→ **Requirement**: Establish the number of lines below that contain the string "stats". State that number alone.

Collected data entries

impl YahooClient {
    pub fn new() -> Self {
        // Conservative default for the public endpoints. Override with
        // YAHOO_RATE_LIMIT for a local proxy.
        let rate_limit: usize = std::env::var("YAHOO_RATE_LIMIT")
            .ok()
            .and_then(|v| v.parse().ok())
            .unwrap_or(60);

        let client = Client::builder()
            .timeout(Duration::from_secs(30))
            .user_agent(USER_AGENT)
            .build()
            .unwrap_or_else(|_| Client::new());

        Self {
            client,
            rate_limiter: RateLimiter::new(rate_limit, Duration::from_secs(60)),
        }
    }

    /// Send a request with rate limiting and automatic 429 retry.
    async fn send_request(
        &self,
        builder: reqwest::RequestBuilder,
    ) -> Result<reqwest::Response, AnalysisError> {
        let request = builder
            .build()
            .map_err(|e| AnalysisError::ApiError(e.to_string()))?;

        for attempt in 0..3u32 {
            self.rate_limiter.acquire().await;
            let req_clone = request
                .try_clone()
                .ok_or_else(|| AnalysisError::ApiError("Cannot clone request".to_string()))?;
            let response = self
                .client
                .execute(req_clone)
                .await
                .map_err(|e| AnalysisError::ApiError(e.to_string()))?;

            if response.status().as_u16() != 429 {
                return Ok(response);
            }

            let wait_secs = 10u64;
            tracing::warn!(
                "Yahoo 429 rate limited, waiting {}s before retry {}/3",
                wait_secs,
                attempt + 1
            );
            tokio::time::sleep(Duration::from_secs(wait_secs)).await;
        }

        Err(AnalysisError::ApiError(
            "Rate limited by Yahoo after 3 retries".to_string(),
        ))
    }

    async fn get_json<T: serde::de::DeserializeOwned>(
        &self,
        url: &str,
        query: &[(&str, &str)],
    ) -> Result<T, AnalysisError> {
        let response = self.send_request(self.client.get(url).query(query)).await?;

        if !response.status().is_success() {
            return Err(AnalysisError::ApiError(format!(
                "HTTP {}: {}",
                response.status(),
                response.text().await.unwrap_or_default()
            )));
        }

        response
            .json()
            .await
            .map_err(|e| AnalysisError::ApiError(e.to_string()))
    }

    async fn chart(
        &self,
        symbol: &str,
        range: &str,
        interval: &str,
    ) -> Result<ChartResult, AnalysisError> {
        let url = format!("{}/v8/finance/chart/{}", BASE_URL, symbol);
        let response: ChartResponse = self
            .get_json(&url, &[("range", range), ("interval", interval), ("includePrePost", "false")])
            .await?;

        response
            .chart
            .result
            .and_then(|mut r| if r.is_empty() { None } else { Some(r.remove(0)) })
            .ok_or_else(|| {
                AnalysisError::InsufficientData(format!("No chart data for {}", symbol))
            })
    }

    async fn quote_summary(
        &self,
        symbol: &str,
        modules: &str,
    ) -> Result<QuoteSummaryResult, AnalysisError> {
        let url = format!("{}/v10/finance/quoteSummary/{}", BASE_URL, symbol);
        let response: QuoteSummaryResponse =
            self.get_json(&url, &[("modules", modules)]).await?;

        response
            .quote_summary
            .result
            .and_then(|mut r| if r.is_empty() { None } else { Some(r.remove(0)) })
            .ok_or_else(|| {
                AnalysisError::InsufficientData(format!("No quote summary for {}", symbol))
            })
    }
}

impl Default for YahooClient {
    fn default() -> Self {
        Self::new()
    }
}

#[async_trait]
impl MarketDataSource for YahooClient {
    async fn price_history(
        &self,
        symbol: &str,
        period: &str,
        interval: &str,
    ) -> Result<Vec<Bar>, AnalysisError> {
        // Reject unsupported parameters locally instead of bouncing them
        // off the endpoint.
        if !VALID_RANGES.contains(&period) {
            return Err(AnalysisError::InvalidData(format!(
                "Unsupported period '{}'",
                period
            )));
        }
        if !VALID_INTERVALS.contains(&interval) {
            return Err(AnalysisError::InvalidData(format!(
                "Unsupported interval '{}'",
                interval
            )));
        }

        let result = self.chart(symbol, period, interval).await?;
        Ok(bars_from_chart(result))
    }

    async fn fundamentals_snapshot(
        &self,
        symbol: &str,
    ) -> Result<FundamentalsSnapshot, AnalysisError> {
        let summary = self
            .quote_summary(symbol, "price,summaryDetail,defaultKeyStatistics,financialData")
            .await?;

        let price = summary.price.unwrap_or_default();
        let detail = summary.summary_detail.unwrap_or_default();
        let stats = summary.key_statistics.unwrap_or_default();
        let financial = summary.financial_data.unwrap_or_default();

        Ok(FundamentalsSnapshot {
            current_price: raw(&financial.current_price),
            regular_market_price: raw(&price.regular_market_price),
            market_cap: raw(&price.market_cap),
            fifty_two_week_high: raw(&detail.fifty_two_week_high),
            shares_outstanding: raw(&stats.shares_outstanding),
            free_cash_flow: raw(&financial.free_cash_flow),
            total_debt: raw(&financial.total_debt),
            total_cash: raw(&financial.total_cash),
            beta: raw(&detail.beta),
            currency: price.currency,
        })
    }

    async fn fast_quote(&self, symbol: &str) -> Result<FastQuote, AnalysisError> {
        let url = format!("{}/v7/finance/quote", BASE_URL);
        let response: QuoteV7Response = self.get_json(&url, &[("symbols", symbol)]).await?;

        let quote = response
            .quote_response
            .result
            .into_iter()
            .next()
            .unwrap_or_default();

        Ok(FastQuote {
            last_price: quote.regular_market_price,
            shares: quote.shares_outstanding,
        })
    }

    async fn cash_flow_statement(&self, symbol: &str) -> Result<StatementTable, AnalysisError> {
        let summary = self.quote_summary(symbol, "cashflowStatementHistory").await?;
        let periods = summary
            .cash_flow_history
            .map(|h| h.statements)
            .unwrap_or_default();

        let mut table = StatementTable::new();
        if periods.is_empty() {
            return Ok(table);
        }

        table.insert_row(
            ROW_FREE_CASH_FLOW,
            periods.iter().map(|p| raw(&p.free_cash_flow)).collect(),
        );
        table.insert_row(
            ROW_OPERATING_CASH_FLOW,
            periods.iter().map(|p| raw(&p.operating_cash_flow)).collect(),
        );
        table.insert_row(
            ROW_CAPITAL_EXPENDITURE,
            periods.iter().map(|p| raw(&p.capital_expenditure)).collect(),
        );
        Ok(table)
    }

    async fn balance_sheet(&self, symbol: &str) -> Result<StatementTable, AnalysisError> {
        let summary = self.quote_summary(symbol, "balanceSheetHistory").await?;
        let periods = summary
            .balance_sheet_history
            .map(|h| h.statements)
            .unwrap_or_default();

        let mut table = StatementTable::new();
        if periods.is_empty() {
            return Ok(table);
        }

        table.insert_row(
            ROW_CASH_AND_EQUIVALENTS,
            periods.iter().map(|p| raw(&p.cash)).collect(),
        );
        table.insert_row(
            ROW_CASH_EQUIVALENTS_STI,
            periods
                .iter()
                .map(|p| sum_present(raw(&p.cash), raw(&p.short_term_investments)))
                .collect(),
        );
        table.insert_row(
            ROW_LONG_TERM_DEBT,
            periods.iter().map(|p| raw(&p.long_term_debt)).collect(),
        );
        // Yahoo reports debt split short/long; the canonical row carries
        // whatever components were present.
        table.insert_row(
            ROW_TOTAL_DEBT,
            periods
                .iter()
                .map(|p| sum_present(raw(&p.short_long_term_debt), raw(&p.long_term_debt)))
                .collect(),
        );
        Ok(table)
    }

    async fn income_statement(&self, symbol: &str) -> Result<StatementTable, AnalysisError> {
        let summary = self.quote_summary(symbol, "incomeStatementHistory").await?;
        let periods = summary
            .income_history
            .map(|h| h.statements)
            .unwrap_or_default();

        let mut table = StatementTable::new();
        if periods.is_empty() {
            return Ok(table);
        }

        table.insert_row(
            ROW_INTEREST_EXPENSE,
            periods.iter().map(|p| raw(&p.interest_expense)).collect(),
        );
        Ok(table)
    }

    async fn news(&self, symbol: &str) -> Result<Vec<NewsArticle>, AnalysisError> {
        let url = format!("{}/v1/finance/search", BASE_URL);
        let response: SearchResponse = self
            .get_json(&url, &[("q", symbol), ("newsCount", "10"), ("quotesCount", "0")])
            .await?;

        Ok(response
            .news
            .into_iter()
            .filter_map(|item| {
                let title = item.title?;
                Some(NewsArticle {
                    title,
                    publisher: item.publisher,
                    url: item.link,
                    published: item
                        .provider_publish_time
                        .and_then(|ts| DateTime::from_timestamp(ts, 0)),
                })
            })
            .collect())
    }
}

→ **Result for this task**: 2